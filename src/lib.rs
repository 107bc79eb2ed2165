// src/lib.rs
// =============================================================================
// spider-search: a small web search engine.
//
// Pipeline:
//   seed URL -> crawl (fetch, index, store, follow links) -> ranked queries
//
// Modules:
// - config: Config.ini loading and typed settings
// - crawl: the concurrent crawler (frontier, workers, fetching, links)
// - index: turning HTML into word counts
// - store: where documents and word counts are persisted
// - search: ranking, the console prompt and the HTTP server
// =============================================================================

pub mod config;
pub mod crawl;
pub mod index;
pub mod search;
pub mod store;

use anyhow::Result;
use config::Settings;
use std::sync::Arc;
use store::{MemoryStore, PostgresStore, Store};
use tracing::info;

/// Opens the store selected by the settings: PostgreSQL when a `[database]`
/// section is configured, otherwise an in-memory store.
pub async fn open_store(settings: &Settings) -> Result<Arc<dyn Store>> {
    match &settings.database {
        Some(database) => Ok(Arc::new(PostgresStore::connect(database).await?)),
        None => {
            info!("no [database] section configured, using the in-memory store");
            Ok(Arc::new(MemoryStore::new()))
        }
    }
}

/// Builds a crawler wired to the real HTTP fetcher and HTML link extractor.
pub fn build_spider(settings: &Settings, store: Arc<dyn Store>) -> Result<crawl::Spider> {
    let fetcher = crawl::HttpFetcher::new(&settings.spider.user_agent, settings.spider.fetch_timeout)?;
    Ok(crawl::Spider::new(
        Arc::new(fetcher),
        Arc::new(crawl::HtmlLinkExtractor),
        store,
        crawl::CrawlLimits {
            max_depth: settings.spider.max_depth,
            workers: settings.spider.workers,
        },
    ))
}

.....

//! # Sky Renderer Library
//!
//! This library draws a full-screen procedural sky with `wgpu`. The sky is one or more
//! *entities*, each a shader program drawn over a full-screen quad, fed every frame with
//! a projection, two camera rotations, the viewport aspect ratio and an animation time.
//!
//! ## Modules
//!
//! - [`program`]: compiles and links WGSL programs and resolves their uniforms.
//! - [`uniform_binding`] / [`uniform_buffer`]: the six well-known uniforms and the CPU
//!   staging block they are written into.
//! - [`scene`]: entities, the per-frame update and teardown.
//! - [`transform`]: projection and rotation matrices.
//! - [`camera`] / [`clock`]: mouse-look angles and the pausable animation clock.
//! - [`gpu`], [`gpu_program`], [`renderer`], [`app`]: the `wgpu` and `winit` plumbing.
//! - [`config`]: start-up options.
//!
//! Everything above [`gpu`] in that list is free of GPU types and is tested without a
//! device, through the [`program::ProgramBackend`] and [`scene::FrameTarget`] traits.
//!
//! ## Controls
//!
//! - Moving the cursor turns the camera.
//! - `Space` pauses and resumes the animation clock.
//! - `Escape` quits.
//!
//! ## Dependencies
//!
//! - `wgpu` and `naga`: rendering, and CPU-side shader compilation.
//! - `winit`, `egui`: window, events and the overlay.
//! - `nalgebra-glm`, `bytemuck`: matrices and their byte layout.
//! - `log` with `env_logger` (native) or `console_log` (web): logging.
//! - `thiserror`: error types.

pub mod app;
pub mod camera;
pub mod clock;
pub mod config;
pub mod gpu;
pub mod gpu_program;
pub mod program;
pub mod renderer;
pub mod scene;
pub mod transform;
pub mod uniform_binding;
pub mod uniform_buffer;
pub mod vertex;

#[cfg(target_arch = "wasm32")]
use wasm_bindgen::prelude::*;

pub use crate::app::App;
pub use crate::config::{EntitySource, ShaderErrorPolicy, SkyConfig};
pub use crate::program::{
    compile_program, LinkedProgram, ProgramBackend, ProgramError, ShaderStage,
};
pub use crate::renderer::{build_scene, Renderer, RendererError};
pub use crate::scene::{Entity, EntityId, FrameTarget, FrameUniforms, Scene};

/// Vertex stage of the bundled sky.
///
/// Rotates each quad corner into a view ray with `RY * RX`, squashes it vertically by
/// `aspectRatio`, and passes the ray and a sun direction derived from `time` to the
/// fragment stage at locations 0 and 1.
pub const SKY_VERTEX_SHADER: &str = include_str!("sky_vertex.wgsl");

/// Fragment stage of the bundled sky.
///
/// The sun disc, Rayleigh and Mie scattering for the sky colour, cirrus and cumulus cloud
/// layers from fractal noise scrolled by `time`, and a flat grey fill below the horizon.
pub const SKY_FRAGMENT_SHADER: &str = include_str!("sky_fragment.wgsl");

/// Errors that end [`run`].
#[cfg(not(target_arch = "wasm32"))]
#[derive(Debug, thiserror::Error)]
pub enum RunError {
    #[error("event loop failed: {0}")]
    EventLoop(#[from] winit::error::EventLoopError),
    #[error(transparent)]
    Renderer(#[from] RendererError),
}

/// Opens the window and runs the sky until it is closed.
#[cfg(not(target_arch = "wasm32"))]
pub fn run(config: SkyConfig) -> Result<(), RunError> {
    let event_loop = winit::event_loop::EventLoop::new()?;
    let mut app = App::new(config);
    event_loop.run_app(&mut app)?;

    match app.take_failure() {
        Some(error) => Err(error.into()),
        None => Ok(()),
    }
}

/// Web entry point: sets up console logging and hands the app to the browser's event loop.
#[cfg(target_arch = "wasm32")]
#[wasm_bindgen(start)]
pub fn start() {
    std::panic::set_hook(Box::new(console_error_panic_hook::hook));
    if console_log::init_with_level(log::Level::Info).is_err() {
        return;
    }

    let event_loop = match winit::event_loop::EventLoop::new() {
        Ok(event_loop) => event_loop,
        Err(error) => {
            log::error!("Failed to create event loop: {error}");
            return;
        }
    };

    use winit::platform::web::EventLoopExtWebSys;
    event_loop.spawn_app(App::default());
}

.....

- WORK TASK
Copy verbatim, from the listing above, each line from the one containing "filename src/lib.rs" down to the one containing "and typed settings", inclusive.

- EXPECTED ANSWER
filename src/lib.rs
repository 107bc79eb2ed2165
// src/lib.rs
// =============================================================================
// spider-search: a small web search engine.
//
// Pipeline:
//   seed URL -> crawl (fetch, index, store, follow links) -> ranked queries
//
// Modules:
// - config: Config.ini loading and typed settings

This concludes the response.